Stored data:

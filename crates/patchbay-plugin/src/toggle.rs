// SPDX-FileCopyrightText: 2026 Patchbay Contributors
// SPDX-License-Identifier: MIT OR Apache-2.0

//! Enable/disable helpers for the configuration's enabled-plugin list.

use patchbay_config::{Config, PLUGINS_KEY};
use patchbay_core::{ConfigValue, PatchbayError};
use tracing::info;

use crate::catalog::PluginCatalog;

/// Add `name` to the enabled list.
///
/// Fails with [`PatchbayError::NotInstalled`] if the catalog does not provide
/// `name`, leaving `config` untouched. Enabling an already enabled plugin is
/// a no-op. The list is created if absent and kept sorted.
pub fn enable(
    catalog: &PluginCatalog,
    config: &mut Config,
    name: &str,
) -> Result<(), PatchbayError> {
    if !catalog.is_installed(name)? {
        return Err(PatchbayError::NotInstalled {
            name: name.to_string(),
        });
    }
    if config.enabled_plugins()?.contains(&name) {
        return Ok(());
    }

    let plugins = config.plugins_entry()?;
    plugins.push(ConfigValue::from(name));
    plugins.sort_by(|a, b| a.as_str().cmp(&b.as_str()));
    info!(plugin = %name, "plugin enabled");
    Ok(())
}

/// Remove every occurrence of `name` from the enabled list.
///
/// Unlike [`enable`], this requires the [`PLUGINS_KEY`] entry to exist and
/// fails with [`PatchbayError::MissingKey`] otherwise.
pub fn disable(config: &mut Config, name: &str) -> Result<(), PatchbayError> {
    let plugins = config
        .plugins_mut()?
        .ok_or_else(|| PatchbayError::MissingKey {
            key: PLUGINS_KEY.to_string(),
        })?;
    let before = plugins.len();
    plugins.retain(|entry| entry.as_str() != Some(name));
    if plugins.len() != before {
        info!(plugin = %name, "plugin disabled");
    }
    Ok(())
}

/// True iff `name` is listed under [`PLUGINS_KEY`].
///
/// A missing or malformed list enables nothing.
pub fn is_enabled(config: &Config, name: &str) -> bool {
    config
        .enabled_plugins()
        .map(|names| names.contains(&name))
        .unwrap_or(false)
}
==
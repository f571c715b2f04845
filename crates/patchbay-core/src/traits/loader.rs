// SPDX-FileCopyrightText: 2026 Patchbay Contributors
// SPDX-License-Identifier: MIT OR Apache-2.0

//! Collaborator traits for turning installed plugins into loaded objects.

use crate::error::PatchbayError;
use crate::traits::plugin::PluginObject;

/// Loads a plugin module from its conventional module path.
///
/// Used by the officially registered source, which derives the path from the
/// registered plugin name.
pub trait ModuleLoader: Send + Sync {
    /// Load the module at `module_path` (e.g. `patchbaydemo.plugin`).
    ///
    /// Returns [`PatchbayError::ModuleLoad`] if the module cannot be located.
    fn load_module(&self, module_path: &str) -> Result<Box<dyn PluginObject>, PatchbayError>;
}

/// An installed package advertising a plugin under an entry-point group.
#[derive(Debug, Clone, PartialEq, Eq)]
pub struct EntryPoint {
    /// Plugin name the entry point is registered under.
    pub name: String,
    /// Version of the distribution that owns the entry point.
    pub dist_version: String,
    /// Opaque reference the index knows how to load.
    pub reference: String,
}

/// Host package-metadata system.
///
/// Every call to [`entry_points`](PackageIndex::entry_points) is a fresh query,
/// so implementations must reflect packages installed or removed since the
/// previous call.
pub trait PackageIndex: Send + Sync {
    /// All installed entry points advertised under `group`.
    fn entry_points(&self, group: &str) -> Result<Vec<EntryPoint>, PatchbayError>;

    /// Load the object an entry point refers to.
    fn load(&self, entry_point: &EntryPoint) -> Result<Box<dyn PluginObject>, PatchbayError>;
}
--
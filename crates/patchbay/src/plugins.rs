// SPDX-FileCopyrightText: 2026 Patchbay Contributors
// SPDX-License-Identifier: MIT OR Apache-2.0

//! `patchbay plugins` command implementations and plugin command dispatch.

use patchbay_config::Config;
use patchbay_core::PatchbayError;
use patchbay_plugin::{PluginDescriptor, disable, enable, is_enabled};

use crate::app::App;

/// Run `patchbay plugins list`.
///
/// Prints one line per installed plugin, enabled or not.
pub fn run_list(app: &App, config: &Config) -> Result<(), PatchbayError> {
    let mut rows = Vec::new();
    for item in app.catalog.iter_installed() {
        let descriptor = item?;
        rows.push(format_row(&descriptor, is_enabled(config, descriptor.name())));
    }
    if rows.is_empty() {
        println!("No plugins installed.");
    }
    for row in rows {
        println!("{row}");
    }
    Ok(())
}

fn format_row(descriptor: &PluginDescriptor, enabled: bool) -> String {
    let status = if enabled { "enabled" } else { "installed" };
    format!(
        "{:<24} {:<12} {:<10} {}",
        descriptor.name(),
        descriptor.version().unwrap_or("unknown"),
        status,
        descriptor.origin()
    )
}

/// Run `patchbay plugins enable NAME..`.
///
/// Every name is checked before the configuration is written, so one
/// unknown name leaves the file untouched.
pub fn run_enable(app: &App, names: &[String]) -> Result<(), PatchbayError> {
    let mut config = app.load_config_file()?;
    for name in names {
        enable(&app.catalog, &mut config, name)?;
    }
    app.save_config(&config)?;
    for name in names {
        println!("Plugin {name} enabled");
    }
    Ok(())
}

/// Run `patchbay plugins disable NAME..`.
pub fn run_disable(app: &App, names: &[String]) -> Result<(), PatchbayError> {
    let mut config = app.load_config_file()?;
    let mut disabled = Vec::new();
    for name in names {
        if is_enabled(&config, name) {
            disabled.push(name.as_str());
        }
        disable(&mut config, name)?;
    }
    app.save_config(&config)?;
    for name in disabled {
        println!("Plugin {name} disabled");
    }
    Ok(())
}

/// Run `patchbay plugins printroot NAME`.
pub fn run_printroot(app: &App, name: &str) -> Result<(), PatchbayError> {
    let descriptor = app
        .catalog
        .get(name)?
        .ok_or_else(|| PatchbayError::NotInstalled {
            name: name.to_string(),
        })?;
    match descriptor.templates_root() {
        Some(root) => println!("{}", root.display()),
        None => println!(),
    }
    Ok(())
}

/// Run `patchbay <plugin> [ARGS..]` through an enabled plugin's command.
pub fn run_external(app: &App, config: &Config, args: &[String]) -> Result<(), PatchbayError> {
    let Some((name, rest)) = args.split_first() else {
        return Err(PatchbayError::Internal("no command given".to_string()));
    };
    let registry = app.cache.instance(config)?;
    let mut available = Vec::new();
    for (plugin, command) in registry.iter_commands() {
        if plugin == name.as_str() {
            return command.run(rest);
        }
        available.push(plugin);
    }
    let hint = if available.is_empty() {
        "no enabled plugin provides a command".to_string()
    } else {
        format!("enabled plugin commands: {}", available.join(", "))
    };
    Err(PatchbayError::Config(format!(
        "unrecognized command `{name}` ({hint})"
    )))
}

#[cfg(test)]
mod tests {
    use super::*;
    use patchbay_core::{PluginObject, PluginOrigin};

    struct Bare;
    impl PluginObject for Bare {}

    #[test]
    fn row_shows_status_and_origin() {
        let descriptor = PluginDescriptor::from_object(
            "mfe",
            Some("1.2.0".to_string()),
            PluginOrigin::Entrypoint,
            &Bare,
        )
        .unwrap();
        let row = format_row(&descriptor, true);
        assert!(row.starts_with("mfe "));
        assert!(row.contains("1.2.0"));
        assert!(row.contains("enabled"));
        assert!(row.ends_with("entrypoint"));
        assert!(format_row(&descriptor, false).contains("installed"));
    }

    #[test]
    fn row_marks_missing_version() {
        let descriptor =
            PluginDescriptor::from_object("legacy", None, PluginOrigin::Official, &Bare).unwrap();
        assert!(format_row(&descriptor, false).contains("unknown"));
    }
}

▶ **What is needed**
Determine how many lines in the records above hold the word "untouched", and answer with that number only.

▶ **Answer space**
2